Task goal: Every line from the top of the material through the line holding "let root = match" should be copied exactly, and only those lines.

The records:
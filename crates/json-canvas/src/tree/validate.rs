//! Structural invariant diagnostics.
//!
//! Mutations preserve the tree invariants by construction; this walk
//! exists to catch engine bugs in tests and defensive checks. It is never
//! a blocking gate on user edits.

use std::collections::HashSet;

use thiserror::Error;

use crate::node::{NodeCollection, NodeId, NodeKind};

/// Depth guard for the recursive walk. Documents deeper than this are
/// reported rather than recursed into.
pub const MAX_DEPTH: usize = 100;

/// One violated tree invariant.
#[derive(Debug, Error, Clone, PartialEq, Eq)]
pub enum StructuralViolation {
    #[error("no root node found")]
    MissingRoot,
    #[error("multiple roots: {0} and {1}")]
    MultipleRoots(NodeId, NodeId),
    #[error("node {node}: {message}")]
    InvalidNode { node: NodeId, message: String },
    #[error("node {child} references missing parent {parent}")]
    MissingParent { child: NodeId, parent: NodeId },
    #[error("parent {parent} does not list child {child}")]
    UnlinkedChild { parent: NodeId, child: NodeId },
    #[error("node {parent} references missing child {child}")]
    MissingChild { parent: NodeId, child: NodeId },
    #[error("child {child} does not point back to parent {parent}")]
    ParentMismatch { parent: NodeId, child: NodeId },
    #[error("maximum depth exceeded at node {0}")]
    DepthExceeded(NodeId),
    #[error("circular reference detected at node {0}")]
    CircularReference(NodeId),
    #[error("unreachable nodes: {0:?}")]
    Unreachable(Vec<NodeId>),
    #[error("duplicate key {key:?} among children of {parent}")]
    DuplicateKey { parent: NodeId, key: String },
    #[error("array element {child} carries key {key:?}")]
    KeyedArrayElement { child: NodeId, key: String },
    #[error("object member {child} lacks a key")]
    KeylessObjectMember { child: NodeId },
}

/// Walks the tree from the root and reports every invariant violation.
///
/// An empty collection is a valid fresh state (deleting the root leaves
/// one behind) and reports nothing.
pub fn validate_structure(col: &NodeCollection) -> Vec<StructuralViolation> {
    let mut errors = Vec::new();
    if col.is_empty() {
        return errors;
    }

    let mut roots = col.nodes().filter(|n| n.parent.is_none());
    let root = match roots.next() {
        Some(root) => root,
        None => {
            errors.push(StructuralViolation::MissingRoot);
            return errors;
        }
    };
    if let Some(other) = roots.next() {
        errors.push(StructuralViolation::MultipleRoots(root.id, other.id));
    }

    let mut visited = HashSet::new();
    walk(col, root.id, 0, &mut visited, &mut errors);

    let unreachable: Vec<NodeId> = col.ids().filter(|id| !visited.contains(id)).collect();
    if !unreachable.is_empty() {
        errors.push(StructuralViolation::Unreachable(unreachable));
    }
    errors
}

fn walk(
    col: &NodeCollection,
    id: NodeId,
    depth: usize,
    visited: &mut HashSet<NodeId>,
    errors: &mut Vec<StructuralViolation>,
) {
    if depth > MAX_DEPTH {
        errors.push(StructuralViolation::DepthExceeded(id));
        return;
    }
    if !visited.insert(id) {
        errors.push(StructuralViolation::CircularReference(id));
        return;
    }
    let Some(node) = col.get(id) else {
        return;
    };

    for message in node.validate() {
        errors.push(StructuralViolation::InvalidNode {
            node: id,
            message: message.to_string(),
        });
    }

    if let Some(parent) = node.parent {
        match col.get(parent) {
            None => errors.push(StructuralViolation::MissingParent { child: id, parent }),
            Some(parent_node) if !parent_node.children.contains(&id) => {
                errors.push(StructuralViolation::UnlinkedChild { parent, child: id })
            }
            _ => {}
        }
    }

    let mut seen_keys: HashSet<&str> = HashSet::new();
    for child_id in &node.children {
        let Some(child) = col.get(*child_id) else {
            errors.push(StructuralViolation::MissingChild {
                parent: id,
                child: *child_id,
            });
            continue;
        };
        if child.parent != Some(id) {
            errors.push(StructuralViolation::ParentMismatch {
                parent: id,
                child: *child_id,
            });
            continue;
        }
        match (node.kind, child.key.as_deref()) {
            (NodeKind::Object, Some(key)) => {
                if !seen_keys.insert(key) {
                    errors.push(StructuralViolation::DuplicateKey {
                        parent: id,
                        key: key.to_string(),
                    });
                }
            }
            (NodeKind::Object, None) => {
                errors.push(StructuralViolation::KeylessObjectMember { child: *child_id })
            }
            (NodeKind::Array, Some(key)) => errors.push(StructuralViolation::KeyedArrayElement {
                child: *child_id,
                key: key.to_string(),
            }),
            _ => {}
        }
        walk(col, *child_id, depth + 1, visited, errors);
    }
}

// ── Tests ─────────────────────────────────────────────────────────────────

Response to the exercise:
filename crates/json-canvas/src/tree/validate.rs
//! Structural invariant diagnostics.
//!
//! Mutations preserve the tree invariants by construction; this walk
//! exists to catch engine bugs in tests and defensive checks. It is never
//! a blocking gate on user edits.

use std::collections::HashSet;

use thiserror::Error;

use crate::node::{NodeCollection, NodeId, NodeKind};

/// Depth guard for the recursive walk. Documents deeper than this are
/// reported rather than recursed into.
pub const MAX_DEPTH: usize = 100;

/// One violated tree invariant.
#[derive(Debug, Error, Clone, PartialEq, Eq)]
pub enum StructuralViolation {
    #[error("no root node found")]
    MissingRoot,
    #[error("multiple roots: {0} and {1}")]
    MultipleRoots(NodeId, NodeId),
    #[error("node {node}: {message}")]
    InvalidNode { node: NodeId, message: String },
    #[error("node {child} references missing parent {parent}")]
    MissingParent { child: NodeId, parent: NodeId },
    #[error("parent {parent} does not list child {child}")]
    UnlinkedChild { parent: NodeId, child: NodeId },
    #[error("node {parent} references missing child {child}")]
    MissingChild { parent: NodeId, child: NodeId },
    #[error("child {child} does not point back to parent {parent}")]
    ParentMismatch { parent: NodeId, child: NodeId },
    #[error("maximum depth exceeded at node {0}")]
    DepthExceeded(NodeId),
    #[error("circular reference detected at node {0}")]
    CircularReference(NodeId),
    #[error("unreachable nodes: {0:?}")]
    Unreachable(Vec<NodeId>),
    #[error("duplicate key {key:?} among children of {parent}")]
    DuplicateKey { parent: NodeId, key: String },
    #[error("array element {child} carries key {key:?}")]
    KeyedArrayElement { child: NodeId, key: String },
    #[error("object member {child} lacks a key")]
    KeylessObjectMember { child: NodeId },
}

/// Walks the tree from the root and reports every invariant violation.
///
/// An empty collection is a valid fresh state (deleting the root leaves
/// one behind) and reports nothing.
pub fn validate_structure(col: &NodeCollection) -> Vec<StructuralViolation> {
    let mut errors = Vec::new();
    if col.is_empty() {
        return errors;
    }

    let mut roots = col.nodes().filter(|n| n.parent.is_none());
    let root = match roots.next() {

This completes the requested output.